**INPUT DATA**

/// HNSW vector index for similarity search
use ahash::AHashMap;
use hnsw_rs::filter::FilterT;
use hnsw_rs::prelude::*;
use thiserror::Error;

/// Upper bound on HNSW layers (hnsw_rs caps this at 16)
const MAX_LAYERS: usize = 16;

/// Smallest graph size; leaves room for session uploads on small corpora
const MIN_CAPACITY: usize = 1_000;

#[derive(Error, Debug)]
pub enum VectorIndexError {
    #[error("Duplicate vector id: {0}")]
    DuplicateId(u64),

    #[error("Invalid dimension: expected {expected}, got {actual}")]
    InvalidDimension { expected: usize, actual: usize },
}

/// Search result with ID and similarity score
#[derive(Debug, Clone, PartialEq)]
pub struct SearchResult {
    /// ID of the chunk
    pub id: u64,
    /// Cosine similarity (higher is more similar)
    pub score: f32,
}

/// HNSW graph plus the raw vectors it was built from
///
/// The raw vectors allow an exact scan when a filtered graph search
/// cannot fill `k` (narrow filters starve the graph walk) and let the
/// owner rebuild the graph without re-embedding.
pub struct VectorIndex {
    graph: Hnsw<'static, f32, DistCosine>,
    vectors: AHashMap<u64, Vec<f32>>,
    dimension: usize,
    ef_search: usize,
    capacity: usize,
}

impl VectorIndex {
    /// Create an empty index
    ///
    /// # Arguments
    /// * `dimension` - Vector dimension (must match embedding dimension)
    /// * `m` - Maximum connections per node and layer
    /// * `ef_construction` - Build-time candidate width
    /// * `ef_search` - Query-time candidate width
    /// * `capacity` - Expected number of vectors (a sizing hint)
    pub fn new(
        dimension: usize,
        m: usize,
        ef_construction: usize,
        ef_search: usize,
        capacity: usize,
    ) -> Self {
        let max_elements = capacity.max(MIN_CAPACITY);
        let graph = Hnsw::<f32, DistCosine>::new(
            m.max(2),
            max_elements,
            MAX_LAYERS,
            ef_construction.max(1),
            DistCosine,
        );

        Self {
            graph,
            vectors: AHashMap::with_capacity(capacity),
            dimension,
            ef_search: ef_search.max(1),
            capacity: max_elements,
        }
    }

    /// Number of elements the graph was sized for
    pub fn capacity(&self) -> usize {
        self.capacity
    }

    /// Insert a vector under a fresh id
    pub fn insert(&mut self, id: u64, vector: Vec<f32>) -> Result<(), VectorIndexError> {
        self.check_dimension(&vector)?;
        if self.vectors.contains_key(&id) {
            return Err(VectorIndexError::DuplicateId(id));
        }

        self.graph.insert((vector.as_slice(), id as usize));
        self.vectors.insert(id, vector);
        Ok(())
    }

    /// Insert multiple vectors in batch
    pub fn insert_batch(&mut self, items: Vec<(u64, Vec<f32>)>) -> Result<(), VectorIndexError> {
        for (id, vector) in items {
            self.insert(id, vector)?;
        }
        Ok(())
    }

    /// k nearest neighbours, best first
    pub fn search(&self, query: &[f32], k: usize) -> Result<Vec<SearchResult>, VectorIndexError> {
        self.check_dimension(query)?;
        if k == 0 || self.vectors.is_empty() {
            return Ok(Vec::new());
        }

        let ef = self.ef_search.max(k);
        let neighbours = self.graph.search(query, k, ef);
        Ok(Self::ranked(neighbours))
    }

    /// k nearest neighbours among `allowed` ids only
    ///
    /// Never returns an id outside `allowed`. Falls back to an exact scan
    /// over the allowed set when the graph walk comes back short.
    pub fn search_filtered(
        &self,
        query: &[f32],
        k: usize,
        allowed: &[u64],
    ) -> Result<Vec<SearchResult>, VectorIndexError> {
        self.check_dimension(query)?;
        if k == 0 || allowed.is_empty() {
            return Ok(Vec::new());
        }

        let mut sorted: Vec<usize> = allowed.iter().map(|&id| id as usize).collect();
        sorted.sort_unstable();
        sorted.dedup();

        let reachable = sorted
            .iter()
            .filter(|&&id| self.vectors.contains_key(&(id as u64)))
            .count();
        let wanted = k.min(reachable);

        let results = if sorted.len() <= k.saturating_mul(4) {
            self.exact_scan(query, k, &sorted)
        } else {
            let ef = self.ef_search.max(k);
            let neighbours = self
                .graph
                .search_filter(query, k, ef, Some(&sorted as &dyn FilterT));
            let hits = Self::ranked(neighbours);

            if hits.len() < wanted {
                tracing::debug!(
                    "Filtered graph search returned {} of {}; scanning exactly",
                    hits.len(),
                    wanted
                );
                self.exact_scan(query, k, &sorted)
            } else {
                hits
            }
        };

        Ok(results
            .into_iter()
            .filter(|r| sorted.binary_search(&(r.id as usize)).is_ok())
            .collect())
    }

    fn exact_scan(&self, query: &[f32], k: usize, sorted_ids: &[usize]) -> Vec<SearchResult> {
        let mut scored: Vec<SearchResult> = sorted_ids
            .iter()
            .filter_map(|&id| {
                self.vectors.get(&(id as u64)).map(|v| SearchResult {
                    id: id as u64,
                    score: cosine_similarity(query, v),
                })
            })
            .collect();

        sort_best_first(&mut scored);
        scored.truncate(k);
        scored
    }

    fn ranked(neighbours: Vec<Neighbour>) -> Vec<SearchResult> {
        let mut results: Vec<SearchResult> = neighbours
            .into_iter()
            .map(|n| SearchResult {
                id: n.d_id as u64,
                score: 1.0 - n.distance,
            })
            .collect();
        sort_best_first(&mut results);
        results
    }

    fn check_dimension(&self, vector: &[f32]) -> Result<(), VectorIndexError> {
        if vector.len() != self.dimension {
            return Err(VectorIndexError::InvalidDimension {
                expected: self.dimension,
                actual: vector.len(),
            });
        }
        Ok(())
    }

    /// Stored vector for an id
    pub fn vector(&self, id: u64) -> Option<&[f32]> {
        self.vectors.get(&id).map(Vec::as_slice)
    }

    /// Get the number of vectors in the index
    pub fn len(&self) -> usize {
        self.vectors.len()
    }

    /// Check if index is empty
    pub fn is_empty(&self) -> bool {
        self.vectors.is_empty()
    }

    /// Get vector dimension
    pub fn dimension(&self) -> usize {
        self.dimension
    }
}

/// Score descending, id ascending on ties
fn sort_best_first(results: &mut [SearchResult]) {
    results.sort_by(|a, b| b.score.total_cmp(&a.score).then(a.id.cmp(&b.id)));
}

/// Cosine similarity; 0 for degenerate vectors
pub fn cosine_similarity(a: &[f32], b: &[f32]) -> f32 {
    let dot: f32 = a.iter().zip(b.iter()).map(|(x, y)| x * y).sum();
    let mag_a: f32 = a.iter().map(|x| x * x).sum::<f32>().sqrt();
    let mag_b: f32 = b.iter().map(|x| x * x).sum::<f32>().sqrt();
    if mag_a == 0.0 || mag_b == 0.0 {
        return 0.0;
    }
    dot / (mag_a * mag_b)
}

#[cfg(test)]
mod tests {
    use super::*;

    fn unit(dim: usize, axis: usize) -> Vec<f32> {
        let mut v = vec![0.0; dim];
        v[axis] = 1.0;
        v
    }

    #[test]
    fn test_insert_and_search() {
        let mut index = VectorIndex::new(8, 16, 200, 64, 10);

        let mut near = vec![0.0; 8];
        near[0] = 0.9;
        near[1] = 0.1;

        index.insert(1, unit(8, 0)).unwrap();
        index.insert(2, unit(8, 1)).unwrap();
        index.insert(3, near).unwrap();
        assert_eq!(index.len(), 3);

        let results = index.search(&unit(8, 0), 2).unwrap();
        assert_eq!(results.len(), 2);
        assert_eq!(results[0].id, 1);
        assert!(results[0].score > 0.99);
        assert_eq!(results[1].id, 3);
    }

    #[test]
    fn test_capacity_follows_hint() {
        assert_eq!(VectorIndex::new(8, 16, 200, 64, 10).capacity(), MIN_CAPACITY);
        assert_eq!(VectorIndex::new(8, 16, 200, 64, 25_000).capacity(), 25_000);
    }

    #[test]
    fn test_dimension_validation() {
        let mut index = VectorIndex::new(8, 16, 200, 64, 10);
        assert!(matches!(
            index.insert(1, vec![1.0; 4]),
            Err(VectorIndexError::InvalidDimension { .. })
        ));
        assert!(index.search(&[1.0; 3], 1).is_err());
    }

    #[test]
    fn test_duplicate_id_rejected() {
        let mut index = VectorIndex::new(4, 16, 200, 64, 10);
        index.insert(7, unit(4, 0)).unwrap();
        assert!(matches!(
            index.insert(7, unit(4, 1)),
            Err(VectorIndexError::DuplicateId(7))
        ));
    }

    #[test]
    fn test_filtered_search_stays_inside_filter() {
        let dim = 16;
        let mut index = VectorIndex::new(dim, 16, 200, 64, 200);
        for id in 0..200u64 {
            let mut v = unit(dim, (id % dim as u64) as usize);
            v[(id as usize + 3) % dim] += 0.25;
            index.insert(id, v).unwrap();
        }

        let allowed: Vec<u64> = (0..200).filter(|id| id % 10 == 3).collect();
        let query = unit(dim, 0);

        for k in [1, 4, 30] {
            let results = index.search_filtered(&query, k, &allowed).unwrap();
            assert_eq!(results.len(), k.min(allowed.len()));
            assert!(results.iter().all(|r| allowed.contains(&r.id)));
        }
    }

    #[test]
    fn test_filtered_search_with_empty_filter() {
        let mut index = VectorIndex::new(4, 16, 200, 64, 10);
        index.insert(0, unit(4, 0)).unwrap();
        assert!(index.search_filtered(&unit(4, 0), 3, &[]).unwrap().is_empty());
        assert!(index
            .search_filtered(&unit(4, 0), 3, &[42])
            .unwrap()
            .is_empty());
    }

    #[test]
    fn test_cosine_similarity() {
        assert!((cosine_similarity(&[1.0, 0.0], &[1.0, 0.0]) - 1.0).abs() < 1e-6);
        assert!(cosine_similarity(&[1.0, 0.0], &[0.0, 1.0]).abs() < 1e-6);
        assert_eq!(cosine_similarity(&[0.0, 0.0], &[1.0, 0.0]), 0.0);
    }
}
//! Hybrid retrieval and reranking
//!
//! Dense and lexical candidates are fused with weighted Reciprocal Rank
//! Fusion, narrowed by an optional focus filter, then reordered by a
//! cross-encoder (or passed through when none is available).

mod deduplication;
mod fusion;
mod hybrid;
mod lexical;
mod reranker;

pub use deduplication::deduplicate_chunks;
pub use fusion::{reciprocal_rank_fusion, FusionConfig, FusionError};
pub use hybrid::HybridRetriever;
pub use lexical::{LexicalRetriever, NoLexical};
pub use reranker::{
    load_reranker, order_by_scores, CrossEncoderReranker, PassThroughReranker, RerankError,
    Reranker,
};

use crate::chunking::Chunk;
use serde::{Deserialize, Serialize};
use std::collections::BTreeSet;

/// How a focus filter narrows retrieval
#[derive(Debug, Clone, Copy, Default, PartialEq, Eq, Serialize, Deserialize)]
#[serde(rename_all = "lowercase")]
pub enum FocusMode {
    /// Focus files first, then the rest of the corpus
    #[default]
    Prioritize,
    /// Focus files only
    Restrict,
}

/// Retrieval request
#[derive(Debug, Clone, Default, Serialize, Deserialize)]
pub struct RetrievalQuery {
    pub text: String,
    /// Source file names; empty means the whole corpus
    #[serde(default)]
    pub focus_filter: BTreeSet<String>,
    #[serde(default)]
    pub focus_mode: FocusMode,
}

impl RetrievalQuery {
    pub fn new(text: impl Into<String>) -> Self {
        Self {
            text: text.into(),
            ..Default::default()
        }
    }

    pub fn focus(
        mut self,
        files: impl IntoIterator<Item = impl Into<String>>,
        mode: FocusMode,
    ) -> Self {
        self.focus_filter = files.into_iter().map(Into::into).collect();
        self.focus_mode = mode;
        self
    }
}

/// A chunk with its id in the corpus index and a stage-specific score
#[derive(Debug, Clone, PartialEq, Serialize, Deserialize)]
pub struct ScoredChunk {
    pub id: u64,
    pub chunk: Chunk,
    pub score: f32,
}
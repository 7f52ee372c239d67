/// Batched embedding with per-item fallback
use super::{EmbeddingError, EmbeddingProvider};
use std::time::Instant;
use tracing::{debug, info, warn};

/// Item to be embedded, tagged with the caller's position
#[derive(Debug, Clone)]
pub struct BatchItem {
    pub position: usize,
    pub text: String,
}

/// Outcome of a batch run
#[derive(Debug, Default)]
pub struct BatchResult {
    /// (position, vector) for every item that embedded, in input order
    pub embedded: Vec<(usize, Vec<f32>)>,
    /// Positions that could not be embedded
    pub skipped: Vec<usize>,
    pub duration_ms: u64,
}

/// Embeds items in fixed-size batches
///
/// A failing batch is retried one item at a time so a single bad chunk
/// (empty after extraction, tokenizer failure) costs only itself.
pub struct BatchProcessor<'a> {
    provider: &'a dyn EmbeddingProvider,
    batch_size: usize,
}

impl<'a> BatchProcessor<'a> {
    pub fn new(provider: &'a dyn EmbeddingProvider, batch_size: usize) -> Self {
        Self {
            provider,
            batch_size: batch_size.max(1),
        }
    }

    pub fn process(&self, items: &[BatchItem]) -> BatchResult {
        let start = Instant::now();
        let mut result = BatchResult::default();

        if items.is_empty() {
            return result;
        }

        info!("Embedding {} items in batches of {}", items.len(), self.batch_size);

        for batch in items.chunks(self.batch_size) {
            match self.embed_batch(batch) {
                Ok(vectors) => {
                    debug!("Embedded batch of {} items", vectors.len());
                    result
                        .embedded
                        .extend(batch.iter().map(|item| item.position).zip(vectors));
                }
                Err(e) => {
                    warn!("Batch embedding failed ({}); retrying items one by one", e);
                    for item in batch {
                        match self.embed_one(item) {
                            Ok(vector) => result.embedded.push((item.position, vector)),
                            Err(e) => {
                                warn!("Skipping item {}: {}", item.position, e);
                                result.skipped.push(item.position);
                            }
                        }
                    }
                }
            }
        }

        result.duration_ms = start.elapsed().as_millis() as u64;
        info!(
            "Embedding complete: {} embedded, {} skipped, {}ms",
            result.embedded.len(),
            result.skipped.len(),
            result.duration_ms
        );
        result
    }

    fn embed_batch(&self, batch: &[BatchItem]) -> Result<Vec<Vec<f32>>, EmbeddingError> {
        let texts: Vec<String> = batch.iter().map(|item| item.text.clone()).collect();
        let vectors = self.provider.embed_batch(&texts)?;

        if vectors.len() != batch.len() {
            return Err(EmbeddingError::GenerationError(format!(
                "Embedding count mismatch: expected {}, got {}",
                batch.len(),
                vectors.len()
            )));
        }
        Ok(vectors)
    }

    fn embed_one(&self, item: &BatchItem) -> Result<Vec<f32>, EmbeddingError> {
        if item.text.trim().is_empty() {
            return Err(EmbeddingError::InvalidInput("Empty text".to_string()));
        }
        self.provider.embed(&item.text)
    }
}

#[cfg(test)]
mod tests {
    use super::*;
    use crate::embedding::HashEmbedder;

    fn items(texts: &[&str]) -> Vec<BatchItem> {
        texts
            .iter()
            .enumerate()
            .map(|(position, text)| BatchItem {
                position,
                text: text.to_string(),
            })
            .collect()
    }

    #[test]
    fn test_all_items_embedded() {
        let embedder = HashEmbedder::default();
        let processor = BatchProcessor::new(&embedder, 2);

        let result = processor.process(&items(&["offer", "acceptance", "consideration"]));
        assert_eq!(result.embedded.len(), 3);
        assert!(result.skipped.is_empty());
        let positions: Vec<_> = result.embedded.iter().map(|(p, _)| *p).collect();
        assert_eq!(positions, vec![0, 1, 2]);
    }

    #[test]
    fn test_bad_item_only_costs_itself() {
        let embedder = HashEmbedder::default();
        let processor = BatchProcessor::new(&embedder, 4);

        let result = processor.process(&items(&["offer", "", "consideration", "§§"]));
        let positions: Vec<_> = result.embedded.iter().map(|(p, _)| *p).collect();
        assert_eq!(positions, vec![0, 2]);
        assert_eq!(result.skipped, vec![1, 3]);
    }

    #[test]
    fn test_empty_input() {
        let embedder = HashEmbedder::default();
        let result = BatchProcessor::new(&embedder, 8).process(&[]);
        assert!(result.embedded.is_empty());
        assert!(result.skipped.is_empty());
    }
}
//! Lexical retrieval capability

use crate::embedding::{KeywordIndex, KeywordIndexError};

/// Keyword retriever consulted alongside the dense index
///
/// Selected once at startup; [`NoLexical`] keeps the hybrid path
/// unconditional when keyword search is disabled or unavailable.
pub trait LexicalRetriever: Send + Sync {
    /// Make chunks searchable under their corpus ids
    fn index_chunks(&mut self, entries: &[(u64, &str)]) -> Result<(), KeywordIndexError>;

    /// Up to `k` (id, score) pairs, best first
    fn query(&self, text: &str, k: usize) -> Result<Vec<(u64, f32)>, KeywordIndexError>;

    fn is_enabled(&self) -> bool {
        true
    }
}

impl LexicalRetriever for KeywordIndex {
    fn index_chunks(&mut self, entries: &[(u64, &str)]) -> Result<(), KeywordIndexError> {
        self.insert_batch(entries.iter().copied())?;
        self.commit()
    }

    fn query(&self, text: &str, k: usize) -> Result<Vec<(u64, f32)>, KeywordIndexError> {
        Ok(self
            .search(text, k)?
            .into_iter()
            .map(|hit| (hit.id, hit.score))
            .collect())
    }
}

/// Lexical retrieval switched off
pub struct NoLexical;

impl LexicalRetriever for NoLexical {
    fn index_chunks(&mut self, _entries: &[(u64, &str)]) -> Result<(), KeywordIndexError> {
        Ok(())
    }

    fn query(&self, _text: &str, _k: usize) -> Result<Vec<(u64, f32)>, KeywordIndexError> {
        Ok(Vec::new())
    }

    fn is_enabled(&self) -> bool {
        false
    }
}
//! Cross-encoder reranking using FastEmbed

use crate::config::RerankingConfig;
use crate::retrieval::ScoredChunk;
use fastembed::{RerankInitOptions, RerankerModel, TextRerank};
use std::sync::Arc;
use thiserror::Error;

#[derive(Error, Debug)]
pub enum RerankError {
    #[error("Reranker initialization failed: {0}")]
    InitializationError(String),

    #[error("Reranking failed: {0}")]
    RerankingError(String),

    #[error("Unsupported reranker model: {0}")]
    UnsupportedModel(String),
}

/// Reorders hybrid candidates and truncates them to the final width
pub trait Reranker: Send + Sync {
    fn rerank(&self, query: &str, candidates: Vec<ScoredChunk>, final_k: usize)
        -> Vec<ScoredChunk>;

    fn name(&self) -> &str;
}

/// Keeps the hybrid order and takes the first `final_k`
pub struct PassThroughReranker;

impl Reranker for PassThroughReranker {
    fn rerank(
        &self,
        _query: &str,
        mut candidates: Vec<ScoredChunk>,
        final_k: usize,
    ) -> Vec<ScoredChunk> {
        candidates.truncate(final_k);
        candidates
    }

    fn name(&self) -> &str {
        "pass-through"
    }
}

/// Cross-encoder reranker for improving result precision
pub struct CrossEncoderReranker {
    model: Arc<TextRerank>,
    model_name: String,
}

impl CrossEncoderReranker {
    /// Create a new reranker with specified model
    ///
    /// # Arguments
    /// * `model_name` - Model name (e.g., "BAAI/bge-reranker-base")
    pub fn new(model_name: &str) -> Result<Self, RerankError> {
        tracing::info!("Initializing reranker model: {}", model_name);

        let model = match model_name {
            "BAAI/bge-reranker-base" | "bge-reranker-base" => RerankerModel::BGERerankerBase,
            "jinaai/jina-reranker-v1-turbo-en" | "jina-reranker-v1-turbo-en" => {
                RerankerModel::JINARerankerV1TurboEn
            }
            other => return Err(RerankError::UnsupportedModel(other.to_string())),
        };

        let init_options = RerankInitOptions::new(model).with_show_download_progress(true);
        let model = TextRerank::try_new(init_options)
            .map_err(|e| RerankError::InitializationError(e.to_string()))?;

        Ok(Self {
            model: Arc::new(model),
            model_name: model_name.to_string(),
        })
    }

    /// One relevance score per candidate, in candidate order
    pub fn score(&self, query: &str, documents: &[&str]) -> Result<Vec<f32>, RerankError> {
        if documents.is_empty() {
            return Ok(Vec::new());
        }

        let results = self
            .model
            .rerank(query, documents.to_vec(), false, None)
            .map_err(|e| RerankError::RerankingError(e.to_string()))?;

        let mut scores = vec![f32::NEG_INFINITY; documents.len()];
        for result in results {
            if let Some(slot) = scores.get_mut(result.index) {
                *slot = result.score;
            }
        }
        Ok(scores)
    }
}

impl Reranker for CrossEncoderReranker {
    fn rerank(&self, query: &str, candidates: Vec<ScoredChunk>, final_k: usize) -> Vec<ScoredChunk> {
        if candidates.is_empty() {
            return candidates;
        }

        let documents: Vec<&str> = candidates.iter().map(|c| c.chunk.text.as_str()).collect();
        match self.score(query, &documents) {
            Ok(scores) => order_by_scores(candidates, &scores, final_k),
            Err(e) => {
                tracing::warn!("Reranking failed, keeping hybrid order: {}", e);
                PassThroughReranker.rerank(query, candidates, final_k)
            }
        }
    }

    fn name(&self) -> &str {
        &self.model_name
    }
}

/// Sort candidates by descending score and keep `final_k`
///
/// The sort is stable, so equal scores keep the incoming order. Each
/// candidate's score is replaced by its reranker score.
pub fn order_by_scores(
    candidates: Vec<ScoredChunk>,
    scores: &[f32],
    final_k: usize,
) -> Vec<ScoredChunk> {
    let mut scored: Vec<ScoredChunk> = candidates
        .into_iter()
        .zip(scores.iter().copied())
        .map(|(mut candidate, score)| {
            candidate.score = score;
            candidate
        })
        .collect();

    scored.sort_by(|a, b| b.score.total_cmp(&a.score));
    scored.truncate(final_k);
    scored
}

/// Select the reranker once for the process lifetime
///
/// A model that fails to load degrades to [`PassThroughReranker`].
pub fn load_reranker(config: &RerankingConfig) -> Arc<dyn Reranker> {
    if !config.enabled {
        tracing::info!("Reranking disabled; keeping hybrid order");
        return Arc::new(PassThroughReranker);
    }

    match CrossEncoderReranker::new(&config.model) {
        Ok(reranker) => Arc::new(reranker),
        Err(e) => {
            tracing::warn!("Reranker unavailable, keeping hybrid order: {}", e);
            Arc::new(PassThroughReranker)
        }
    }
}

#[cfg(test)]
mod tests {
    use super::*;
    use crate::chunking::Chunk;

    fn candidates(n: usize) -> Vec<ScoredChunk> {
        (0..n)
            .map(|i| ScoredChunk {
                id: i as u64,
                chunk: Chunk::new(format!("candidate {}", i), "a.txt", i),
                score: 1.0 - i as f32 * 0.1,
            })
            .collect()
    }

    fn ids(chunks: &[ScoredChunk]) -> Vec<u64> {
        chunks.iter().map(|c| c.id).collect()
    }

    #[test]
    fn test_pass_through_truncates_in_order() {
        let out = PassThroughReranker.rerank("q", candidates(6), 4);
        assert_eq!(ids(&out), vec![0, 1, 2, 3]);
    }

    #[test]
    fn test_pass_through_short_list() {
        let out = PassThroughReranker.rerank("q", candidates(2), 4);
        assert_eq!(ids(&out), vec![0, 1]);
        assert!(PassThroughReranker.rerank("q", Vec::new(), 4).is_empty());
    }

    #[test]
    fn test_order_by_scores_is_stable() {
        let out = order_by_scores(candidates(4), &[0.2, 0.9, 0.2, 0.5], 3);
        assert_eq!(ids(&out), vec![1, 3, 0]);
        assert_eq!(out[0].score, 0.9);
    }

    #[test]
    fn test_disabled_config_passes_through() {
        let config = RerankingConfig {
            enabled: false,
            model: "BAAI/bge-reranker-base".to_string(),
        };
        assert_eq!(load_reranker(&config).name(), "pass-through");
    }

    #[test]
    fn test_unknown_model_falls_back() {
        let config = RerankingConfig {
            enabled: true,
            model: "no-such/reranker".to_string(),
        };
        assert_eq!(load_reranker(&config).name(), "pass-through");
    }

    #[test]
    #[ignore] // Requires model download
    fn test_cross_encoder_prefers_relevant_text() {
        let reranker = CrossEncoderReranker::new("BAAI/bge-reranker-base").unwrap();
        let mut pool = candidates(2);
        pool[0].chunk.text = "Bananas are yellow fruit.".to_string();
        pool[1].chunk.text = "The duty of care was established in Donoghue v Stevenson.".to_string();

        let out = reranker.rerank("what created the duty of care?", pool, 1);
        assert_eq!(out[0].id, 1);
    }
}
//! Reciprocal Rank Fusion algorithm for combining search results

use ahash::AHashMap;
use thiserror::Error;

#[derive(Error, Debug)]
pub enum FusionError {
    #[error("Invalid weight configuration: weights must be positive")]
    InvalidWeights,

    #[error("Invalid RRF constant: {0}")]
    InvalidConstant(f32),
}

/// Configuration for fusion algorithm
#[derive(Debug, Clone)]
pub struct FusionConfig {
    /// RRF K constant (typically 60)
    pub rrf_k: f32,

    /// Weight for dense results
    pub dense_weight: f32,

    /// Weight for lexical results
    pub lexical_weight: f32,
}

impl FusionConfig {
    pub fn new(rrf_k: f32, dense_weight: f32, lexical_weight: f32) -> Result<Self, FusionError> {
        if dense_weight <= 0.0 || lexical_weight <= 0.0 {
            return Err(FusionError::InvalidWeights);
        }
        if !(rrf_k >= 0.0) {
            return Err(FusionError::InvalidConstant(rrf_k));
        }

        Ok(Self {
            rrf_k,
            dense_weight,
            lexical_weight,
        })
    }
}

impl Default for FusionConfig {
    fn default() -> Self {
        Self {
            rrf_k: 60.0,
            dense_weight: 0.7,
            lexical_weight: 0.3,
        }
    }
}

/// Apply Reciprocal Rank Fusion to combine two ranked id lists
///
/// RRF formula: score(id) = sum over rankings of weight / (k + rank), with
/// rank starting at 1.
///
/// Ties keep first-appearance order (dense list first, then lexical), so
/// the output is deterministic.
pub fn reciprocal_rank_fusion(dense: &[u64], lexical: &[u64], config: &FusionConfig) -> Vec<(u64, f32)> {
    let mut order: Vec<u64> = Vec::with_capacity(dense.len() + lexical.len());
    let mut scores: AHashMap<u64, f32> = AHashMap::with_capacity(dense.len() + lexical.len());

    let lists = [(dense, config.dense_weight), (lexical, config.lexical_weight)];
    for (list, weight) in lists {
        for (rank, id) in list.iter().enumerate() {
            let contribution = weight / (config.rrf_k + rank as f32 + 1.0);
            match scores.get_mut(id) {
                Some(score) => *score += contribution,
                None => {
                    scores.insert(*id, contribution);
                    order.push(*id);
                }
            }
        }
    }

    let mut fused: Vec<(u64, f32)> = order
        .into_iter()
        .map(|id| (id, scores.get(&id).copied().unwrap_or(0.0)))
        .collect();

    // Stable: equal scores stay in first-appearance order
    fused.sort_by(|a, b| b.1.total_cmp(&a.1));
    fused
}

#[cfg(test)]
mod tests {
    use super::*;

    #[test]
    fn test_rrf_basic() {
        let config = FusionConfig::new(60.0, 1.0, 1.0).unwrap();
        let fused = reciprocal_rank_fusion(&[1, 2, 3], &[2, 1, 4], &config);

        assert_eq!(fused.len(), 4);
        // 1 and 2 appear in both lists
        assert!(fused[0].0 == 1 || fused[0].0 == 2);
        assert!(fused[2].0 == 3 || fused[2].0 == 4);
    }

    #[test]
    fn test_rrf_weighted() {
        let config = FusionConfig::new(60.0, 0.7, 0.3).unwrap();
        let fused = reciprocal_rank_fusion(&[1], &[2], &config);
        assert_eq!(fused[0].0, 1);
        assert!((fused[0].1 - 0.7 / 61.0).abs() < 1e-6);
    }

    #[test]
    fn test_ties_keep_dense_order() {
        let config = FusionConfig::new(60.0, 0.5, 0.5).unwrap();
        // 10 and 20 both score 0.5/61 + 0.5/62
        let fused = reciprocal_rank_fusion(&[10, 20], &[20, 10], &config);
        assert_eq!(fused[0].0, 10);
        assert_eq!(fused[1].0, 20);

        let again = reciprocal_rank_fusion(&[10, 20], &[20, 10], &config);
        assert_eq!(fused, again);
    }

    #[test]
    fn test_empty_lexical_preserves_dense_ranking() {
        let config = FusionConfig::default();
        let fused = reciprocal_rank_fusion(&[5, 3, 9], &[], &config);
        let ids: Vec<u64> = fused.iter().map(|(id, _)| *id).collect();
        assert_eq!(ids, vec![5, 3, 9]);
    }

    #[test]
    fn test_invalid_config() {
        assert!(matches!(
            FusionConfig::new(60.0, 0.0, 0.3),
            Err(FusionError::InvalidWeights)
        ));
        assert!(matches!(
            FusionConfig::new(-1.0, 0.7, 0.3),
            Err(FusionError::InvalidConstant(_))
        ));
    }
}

**WORK INSTRUCTIONS**
When copying the data above, please keep exactly the lines from its first line through the line with "on small corpora", both ends included, and drop the rest.

**EXERCISE OUTPUT**
/// HNSW vector index for similarity search
use ahash::AHashMap;
use hnsw_rs::filter::FilterT;
use hnsw_rs::prelude::*;
use thiserror::Error;

/// Upper bound on HNSW layers (hnsw_rs caps this at 16)
const MAX_LAYERS: usize = 16;

/// Smallest graph size; leaves room for session uploads on small corpora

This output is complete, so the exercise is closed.